Pese embora a afirmação de que sem bispo não há Igreja, este é um momento de transição para darmos valor a tudo o que somos: às nossas gentes que tanto amamos, às ilhas que no seu verde e nas suas rochas não nos cansam, ao mar que rasga horizontes e profundidades desejadas e ainda não totalmente alcançadas.
Esta é uma oportunidade da afirmação da nossa maturidade como Igreja Local nos Açores, em que cada um é chamado a fazer bem e tudo o que lhe compete na sua casa, no seu trabalho, no convívio, e na sua comunidade, caminhando juntos em Cristo, em ordem ao Reino de Deus, que está já presente neste mundo e vai para além dele.
A Igreja é o Povo que vive em comunhão com o Pai, o Filho que nos é dado no Natal e o Espírito Santo derramado nos nossos corações.

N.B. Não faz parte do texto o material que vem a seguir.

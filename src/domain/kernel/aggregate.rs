use uuid::Uuid;

// ============================================================================
// Aggregate Root Pattern
// ============================================================================
//
// Every persisted aggregate exposes its identity and a structural check.
// Repositories call `validate` before accepting a write, which catches
// instances that never went through a factory (e.g. deserialized ones).
//
// ============================================================================

pub trait AggregateRoot: Clone + Send + Sync {
    type Error: std::error::Error + Send + Sync + 'static;

    /// Name used in logs, notifications and repository errors
    const AGGREGATE_TYPE: &'static str;

    fn aggregate_id(&self) -> Uuid;

    fn validate(&self) -> Result<(), Self::Error>;
}
use crate::domain::kernel::{GuardError, ValidationErrors};
use super::value_objects::OrderStatus;

// ============================================================================
// Order Business Rule Errors
// ============================================================================

#[derive(Debug, Clone, PartialEq, thiserror::Error)]
pub enum OrderError {
    #[error("Order validation failed: {0}")]
    Validation(#[from] ValidationErrors),

    #[error(transparent)]
    Guard(#[from] GuardError),

    #[error("Order status {0} is not a valid status to assign")]
    InvalidStatusToAssign(OrderStatus),

    #[error("Order must be assigned before completion")]
    NotAssigned,

    #[error("Order is already completed")]
    AlreadyCompleted,

    #[error("Order status {status} is invalid with courier {courier}")]
    InconsistentCourier { status: OrderStatus, courier: String },
}
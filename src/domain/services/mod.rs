// ============================================================================
// Domain Services - Operations spanning more than one aggregate
// ============================================================================

pub mod dispatcher;
pub mod free_couriers;

pub use dispatcher::{Dispatcher, DispatcherError};
pub use free_couriers::free_couriers;
use async_trait::async_trait;
use uuid::Uuid;

use crate::domain::courier::Courier;
use crate::domain::order::Order;
use crate::utils::IsTransient;

// ============================================================================
// Repository Contracts
// ============================================================================
//
// Implementations must:
// 1. Call `validate()` on an aggregate before persisting it
// 2. Report a missing aggregate as `RepositoryError::NotFound`
// 3. Invoke the change notifier exactly once per successful add/update
//
// ============================================================================

#[derive(Debug, Clone, PartialEq, thiserror::Error)]
pub enum RepositoryError {
    #[error("{aggregate_type} not found: {id}")]
    NotFound { aggregate_type: &'static str, id: Uuid },

    #[error("{aggregate_type} already exists: {id}")]
    AlreadyExists { aggregate_type: &'static str, id: Uuid },

    #[error("{aggregate_type} {id} is invalid: {reason}")]
    InvalidAggregate {
        aggregate_type: &'static str,
        id: Uuid,
        reason: String,
    },

    #[error("Repository unavailable: {0}")]
    Unavailable(String),
}

impl RepositoryError {
    pub fn is_not_found(&self) -> bool {
        matches!(self, RepositoryError::NotFound { .. })
    }
}

impl IsTransient for RepositoryError {
    fn is_transient(&self) -> bool {
        matches!(self, RepositoryError::Unavailable(_))
    }
}

#[async_trait]
pub trait CourierRepository: Send + Sync {
    async fn add(&self, courier: &Courier) -> Result<(), RepositoryError>;

    async fn update(&self, courier: &Courier) -> Result<(), RepositoryError>;

    async fn get(&self, id: Uuid) -> Result<Courier, RepositoryError>;

    async fn get_all(&self) -> Result<Vec<Courier>, RepositoryError>;

    /// Couriers with no order in `Assigned` status, from one consistent snapshot
    async fn get_all_free(&self) -> Result<Vec<Courier>, RepositoryError>;
}

#[async_trait]
pub trait OrderRepository: Send + Sync {
    async fn add(&self, order: &Order) -> Result<(), RepositoryError>;

    async fn update(&self, order: &Order) -> Result<(), RepositoryError>;

    async fn get(&self, id: Uuid) -> Result<Order, RepositoryError>;

    /// Oldest order still waiting for a courier
    async fn get_first_in_created_status(&self) -> Result<Option<Order>, RepositoryError>;

    /// Every order waiting for a courier, oldest first
    async fn get_all_in_created_status(&self) -> Result<Vec<Order>, RepositoryError>;

    async fn get_all_in_assigned_status(&self) -> Result<Vec<Order>, RepositoryError>;

    async fn get_all_not_completed(&self) -> Result<Vec<Order>, RepositoryError>;
}
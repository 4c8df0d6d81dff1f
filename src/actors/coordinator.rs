use actix::prelude::*;
use std::sync::Arc;
use std::time::Duration;
use chrono::Utc;

use crate::application::DispatchCommandHandler;
use crate::metrics::Metrics;

use super::core::HealthStatus;
use super::health_monitor::{GetSystemHealth, HealthMonitorActor, SystemHealth, UpdateHealth};
use super::jobs::{AssignOrdersJob, JobSettings, MoveCouriersJob, StopJob, ASSIGN_ORDERS_JOB, MOVE_COURIERS_JOB};

// ============================================================================
// Coordinator Actor - Orchestrates the dispatch jobs
// ============================================================================
//
// Responsibilities:
// - Manages lifecycle of child actors (jobs, health monitor)
// - Coordinates graceful shutdown
// - Reports system health
//
// Actor Hierarchy:
//   CoordinatorActor
//   ├── HealthMonitorActor
//   ├── AssignOrdersJob
//   └── MoveCouriersJob
//
// ============================================================================

const HEALTH_LOG_INTERVAL: Duration = Duration::from_secs(30);

pub struct CoordinatorActor {
    handler: Arc<DispatchCommandHandler>,
    metrics: Arc<Metrics>,
    settings: JobSettings,
    health_monitor: Option<Addr<HealthMonitorActor>>,
    assign_job: Option<Addr<AssignOrdersJob>>,
    move_job: Option<Addr<MoveCouriersJob>>,
}

impl CoordinatorActor {
    pub fn new(handler: Arc<DispatchCommandHandler>, metrics: Arc<Metrics>, settings: JobSettings) -> Self {
        Self {
            handler,
            metrics,
            settings,
            health_monitor: None,
            assign_job: None,
            move_job: None,
        }
    }

    fn start_child_actors(&mut self) {
        tracing::info!("Starting child actors");

        let health_monitor = HealthMonitorActor::new().start();
        self.health_monitor = Some(health_monitor.clone());

        let assign_job = AssignOrdersJob::new(
            self.handler.clone(),
            self.metrics.clone(),
            health_monitor.clone(),
            &self.settings,
        )
        .start();
        self.assign_job = Some(assign_job);

        health_monitor.do_send(UpdateHealth {
            component: ASSIGN_ORDERS_JOB.to_string(),
            status: HealthStatus::Healthy,
            details: Some("Job started".to_string()),
        });

        let move_job = MoveCouriersJob::new(
            self.handler.clone(),
            self.metrics.clone(),
            health_monitor.clone(),
            &self.settings,
        )
        .start();
        self.move_job = Some(move_job);

        health_monitor.do_send(UpdateHealth {
            component: MOVE_COURIERS_JOB.to_string(),
            status: HealthStatus::Healthy,
            details: Some("Job started".to_string()),
        });

        tracing::info!("All child actors started");
    }
}

impl Actor for CoordinatorActor {
    type Context = Context<Self>;

    fn started(&mut self, ctx: &mut Self::Context) {
        tracing::info!("CoordinatorActor started");
        self.start_child_actors();

        ctx.run_interval(HEALTH_LOG_INTERVAL, |act, _ctx| {
            if let Some(ref health_monitor) = act.health_monitor {
                let health_monitor = health_monitor.clone();
                actix::spawn(async move {
                    match health_monitor.send(GetSystemHealth).await {
                        Ok(health) => match health.overall_status {
                            HealthStatus::Healthy => {
                                tracing::debug!("System health check: Healthy");
                            }
                            HealthStatus::Degraded(ref msg) => {
                                tracing::warn!("System health check: Degraded - {}", msg);
                            }
                            HealthStatus::Unhealthy(ref msg) => {
                                tracing::error!("System health check: Unhealthy - {}", msg);
                            }
                        },
                        Err(e) => {
                            tracing::error!("Failed to get system health: {}", e);
                        }
                    }
                });
            }
        });
    }

    fn stopping(&mut self, _: &mut Self::Context) -> Running {
        tracing::info!("CoordinatorActor stopping - initiating graceful shutdown");
        Running::Stop
    }

    fn stopped(&mut self, _: &mut Self::Context) {
        tracing::info!("CoordinatorActor stopped");
    }
}

// ============================================================================
// Messages
// ============================================================================

#[derive(Message)]
#[rtype(result = "Result<(), String>")]
pub struct Shutdown;

impl Handler<Shutdown> for CoordinatorActor {
    type Result = Result<(), String>;

    fn handle(&mut self, _msg: Shutdown, ctx: &mut Self::Context) -> Self::Result {
        tracing::info!("Received shutdown signal");

        if let Some(assign_job) = self.assign_job.take() {
            assign_job.do_send(StopJob);
        }

        if let Some(move_job) = self.move_job.take() {
            move_job.do_send(StopJob);
        }

        // Monitor stops once the last address to it is dropped
        self.health_monitor = None;

        ctx.stop();

        Ok(())
    }
}

impl Handler<GetSystemHealth> for CoordinatorActor {
    type Result = ResponseFuture<SystemHealth>;

    fn handle(&mut self, _msg: GetSystemHealth, _: &mut Self::Context) -> Self::Result {
        let health_monitor = self.health_monitor.clone();

        Box::pin(async move {
            let unavailable = |reason: String| SystemHealth {
                overall_status: HealthStatus::Unhealthy(reason),
                components: Default::default(),
                check_time: Utc::now(),
            };

            match health_monitor {
                Some(monitor) => match monitor.send(GetSystemHealth).await {
                    Ok(health) => health,
                    Err(e) => unavailable(format!("health monitor unreachable: {}", e)),
                },
                None => unavailable("coordinator stopped".to_string()),
            }
        })
    }
}

#[cfg(test)]
mod tests {
    use super::*;
    use crate::persistence::{CourierRepository, InMemoryStore, NoopNotifier, OrderRepository};
    use crate::utils::RetryConfig;

    fn coordinator() -> CoordinatorActor {
        let metrics = Arc::new(Metrics::new().unwrap());
        let store = InMemoryStore::new(Arc::new(NoopNotifier));
        let couriers: Arc<dyn CourierRepository> = Arc::new(store.courier_repository());
        let orders: Arc<dyn OrderRepository> = Arc::new(store.order_repository());
        let handler = Arc::new(DispatchCommandHandler::new(couriers, orders, metrics.clone()));

        CoordinatorActor::new(
            handler,
            metrics,
            JobSettings {
                assign_interval: Duration::from_secs(3600),
                move_interval: Duration::from_secs(3600),
                retry: RetryConfig::default(),
            },
        )
    }

    #[actix::test]
    async fn test_children_report_healthy_on_start() {
        let coordinator = coordinator().start();

        let health = coordinator.send(GetSystemHealth).await.unwrap();
        assert!(health.overall_status.is_healthy());
        assert!(health.components.contains_key(ASSIGN_ORDERS_JOB));
        assert!(health.components.contains_key(MOVE_COURIERS_JOB));
    }

    #[actix::test]
    async fn test_shutdown_stops_coordinator() {
        let coordinator = coordinator().start();

        assert_eq!(coordinator.send(Shutdown).await.unwrap(), Ok(()));

        // Mailbox closes once the actor has stopped
        actix::clock::sleep(Duration::from_millis(50)).await;
        assert!(!coordinator.connected());
    }
}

Se não nos faltar o anúncio jubiloso do evangelho, – como o de hoje – «anuncio-vos uma grande alegria – foi-nos dado, nasceu para nós um Salvador»; se não nos faltar a força da oração e dos sacramentos, sobretudo da Eucaristia; se não nos faltar o serviço, o cuidado, o amor uns pelos outros, sobretudo pelos mais vulneráveis e também pelos que são diferentes de nós, estamos já a ser uma comunidade cristã, guiada pela estrela do presépio.

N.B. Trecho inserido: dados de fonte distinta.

use clap::Parser;
use serde::{Deserialize, Serialize};
use std::time::Duration;

use crate::utils::RetryConfig;

// ============================================================================
// Application Configuration
// ============================================================================
//
// Every flag falls back to a DISPATCH_* environment variable, then to the
// default below.
//
// ============================================================================

#[derive(Debug, Clone, Serialize, Deserialize, Parser)]
#[command(name = "courier-dispatch")]
#[command(about = "Assigns delivery orders to couriers and moves couriers until delivery")]
pub struct AppConfig {
    /// How often the oldest waiting order is dispatched
    #[arg(long, env = "DISPATCH_ASSIGN_INTERVAL_MS", default_value = "1000")]
    pub assign_interval_ms: u64,

    /// How often every busy courier takes one step
    #[arg(long, env = "DISPATCH_MOVE_INTERVAL_MS", default_value = "1000")]
    pub move_interval_ms: u64,

    #[arg(long, env = "DISPATCH_METRICS_PORT", default_value = "9090")]
    pub metrics_port: u16,

    /// Used when RUST_LOG is not set
    #[arg(long, env = "DISPATCH_LOG_FILTER", default_value = "info,courier_dispatch=debug")]
    pub log_filter: String,

    #[arg(long, env = "DISPATCH_RETRY_MAX_ATTEMPTS", default_value = "3")]
    pub retry_max_attempts: u32,

    /// How long the demo runs before shutting down
    #[arg(long, env = "DISPATCH_DEMO_SECONDS", default_value = "15")]
    pub demo_seconds: u64,

    #[arg(long, env = "DISPATCH_DEMO_COURIERS", default_value = "3")]
    pub demo_couriers: usize,

    #[arg(long, env = "DISPATCH_DEMO_ORDERS", default_value = "5")]
    pub demo_orders: usize,
}

impl AppConfig {
    pub fn validate(&self) -> anyhow::Result<()> {
        anyhow::ensure!(self.assign_interval_ms > 0, "assign interval must be greater than zero");
        anyhow::ensure!(self.move_interval_ms > 0, "move interval must be greater than zero");
        anyhow::ensure!(self.retry_max_attempts > 0, "retry attempts must be greater than zero");
        Ok(())
    }

    pub fn assign_interval(&self) -> Duration {
        Duration::from_millis(self.assign_interval_ms)
    }

    pub fn move_interval(&self) -> Duration {
        Duration::from_millis(self.move_interval_ms)
    }

    pub fn demo_duration(&self) -> Duration {
        Duration::from_secs(self.demo_seconds)
    }

    pub fn retry_config(&self) -> RetryConfig {
        RetryConfig::default().with_max_attempts(self.retry_max_attempts)
    }
}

Isto não nos deve envergonhar, mas pelo contrário – fiéis às nossas raízes e tradições, seremos criativos e criadores de um mundo que pode ser outro. Há uma diferença cristã que não podemos ignorar, pelo contrário, se deve promover, numa cosmovisão que começa na ilha, mas não acaba nela.
A mensagem de Jesus iniciada no presépio, que passa pela mesa e pela cruz, é de esperança, de um futuro melhor para quem vive marcado pela injustiça, pelo desequilíbrio, pela desigualdade, pela fome, pela violência ou pela solidão.
Um Natal que não desperte alegria, ainda que no meio de situações difíceis e de necessidade, em alguns casos agravados pela pandemia, que não seja de boa notícia para os pobres e angustiados existencialmente não será um nascimento de Jesus, mas simplesmente um aniversário festivo e vazio.
Não se trata de deixar, por esta ocasião, uma mensagem moral ou sentimental que propõe um dever ético e cívico a que todo o ser humano pela sua própria razão se deve unir.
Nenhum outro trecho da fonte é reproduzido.